Closed Bug 738394 Opened 12 years ago Closed 8 years ago

crash ratio views do not match UI due to queries by operating system

Categories

(Socorro :: Database, task)

x86
macOS
task
Not set
normal

Tracking

(Not tracked)

RESOLVED WONTFIX

People

(Reporter: pclemente, Unassigned)

References

Details

What differences are you seeing? One thing could be that we specifically see to not double-count hangs in the results on crash-stats (i.e. include only one hang-pair half) but other than that, count all different types of crashes and hangs for all process types.

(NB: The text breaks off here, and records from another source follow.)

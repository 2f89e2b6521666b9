// src/exec/job.rs

//! Execution of one job's steps on one environment.

use std::time::Instant;

use tokio::sync::mpsc;
use tokio::task::JoinHandle;
use tokio_util::sync::CancellationToken;
use tracing::{debug, warn};

use crate::engine::RunEvent;
use crate::runtime::PythonVersion;
use crate::types::{JobName, JobResult, JobStatus, StepResult, StepStatus};
use crate::venv::Environment;

use super::step::run_command;

/// One job with its commands already rendered for a specific version.
///
/// Produced by the orchestrator during pre-rendering; by the time a job
/// reaches the runner there are no placeholders left to fail on.
#[derive(Debug, Clone)]
pub struct RenderedJob {
    pub name: JobName,
    pub version: PythonVersion,
    /// Fully rendered commands, in declaration order.
    pub steps: Vec<String>,
    pub parallel: bool,
}

/// Run all steps of `job` inside `env` and aggregate the outcome.
///
/// Sequential jobs stop at the first failing step; the remaining steps are
/// recorded as not-run. Parallel jobs fan every step out at once and join
/// them all regardless of individual failures, keeping results in
/// declaration order. The reported duration is the wall-clock span of the
/// whole job either way.
///
/// A step whose process cannot be spawned becomes a failed step result; it
/// never aborts sibling steps or other (job, version) pairs.
pub async fn run_job(
    job: RenderedJob,
    env: Environment,
    cancel: CancellationToken,
    events: mpsc::Sender<RunEvent>,
) -> JobResult {
    let started = Instant::now();

    let steps = if job.parallel {
        run_parallel(&job, &env, &cancel, &events).await
    } else {
        run_sequential(&job, &env, &cancel, &events).await
    };

    let status = aggregate_status(&steps);
    debug!(job = %job.name, version = %job.version, ?status, "job finished");

    JobResult {
        job: job.name,
        version: job.version,
        steps,
        status,
        duration: started.elapsed(),
    }
}

/// Strictly ordered execution with first-failure short-circuit.
///
/// Steps skipped because an earlier step failed are not-run; steps skipped
/// because the run was cancelled are cancelled, so the aggregate never
/// reads a cancellation as a failure.
async fn run_sequential(
    job: &RenderedJob,
    env: &Environment,
    cancel: &CancellationToken,
    events: &mpsc::Sender<RunEvent>,
) -> Vec<StepResult> {
    let mut results = Vec::with_capacity(job.steps.len());
    let mut stopped = false;

    for cmd in &job.steps {
        if stopped {
            results.push(StepResult::not_run(cmd));
            continue;
        }
        if cancel.is_cancelled() {
            results.push(StepResult::cancelled(cmd, std::time::Duration::ZERO));
            continue;
        }
        let result = run_step(job, cmd, env, cancel, events).await;
        if !result.success() {
            stopped = true;
        }
        results.push(result);
    }

    results
}

/// All steps at once; every member joins before the job reports.
async fn run_parallel(
    job: &RenderedJob,
    env: &Environment,
    cancel: &CancellationToken,
    events: &mpsc::Sender<RunEvent>,
) -> Vec<StepResult> {
    let handles: Vec<(String, JoinHandle<StepResult>)> = job
        .steps
        .iter()
        .cloned()
        .map(|cmd| {
            let job = job.clone();
            let task_cmd = cmd.clone();
            let env = env.clone();
            let cancel = cancel.clone();
            let events = events.clone();
            let handle = tokio::spawn(async move {
                run_step(&job, &task_cmd, &env, &cancel, &events).await
            });
            (cmd, handle)
        })
        .collect();

    let mut results = Vec::with_capacity(handles.len());
    for (cmd, handle) in handles {
        match handle.await {
            Ok(result) => results.push(result),
            Err(err) => {
                warn!(job = %job.name, cmd = %cmd, error = %err, "step task panicked");
                results.push(StepResult::spawn_failed(cmd, err));
            }
        }
    }
    results
}

/// Run one step, downgrading a spawn failure to a failed result, and publish
/// its start and outcome on the event stream.
async fn run_step(
    job: &RenderedJob,
    cmd: &str,
    env: &Environment,
    cancel: &CancellationToken,
    events: &mpsc::Sender<RunEvent>,
) -> StepResult {
    let _ = events
        .send(RunEvent::StepStarted {
            job: job.name.clone(),
            version: job.version.clone(),
            cmd: cmd.to_string(),
        })
        .await;

    let result = match run_command(cmd, env, true, cancel).await {
        Ok(result) => result,
        Err(err) => {
            warn!(job = %job.name, version = %job.version, error = %err, "spawn failed");
            StepResult::spawn_failed(cmd, err)
        }
    };

    let _ = events
        .send(RunEvent::StepFinished {
            job: job.name.clone(),
            version: job.version.clone(),
            result: result.clone(),
        })
        .await;

    result
}

/// Cancellation beats failure: a job cut short reports cancelled, not failed.
fn aggregate_status(steps: &[StepResult]) -> JobStatus {
    if steps
        .iter()
        .any(|s| matches!(s.status, StepStatus::Cancelled))
    {
        JobStatus::Cancelled
    } else if steps.iter().all(StepResult::success) {
        JobStatus::Passed
    } else {
        JobStatus::Failed
    }
}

If you tell us a few numbers to compare, it's probably easier to get a hold on how the differences come to exist.

Unfortunately I haven't got IT to install postgresql support on the machine I use for my scripts, so I can't run the queries myself and see what's going on.
Well, Paula's query isn't filtering by OS, which the daily graph does, so it excludes "Unknown" OS.  However, even when I filter one which should match the source exactly, I get a higher total from the database than I do from the graph, by about 5%.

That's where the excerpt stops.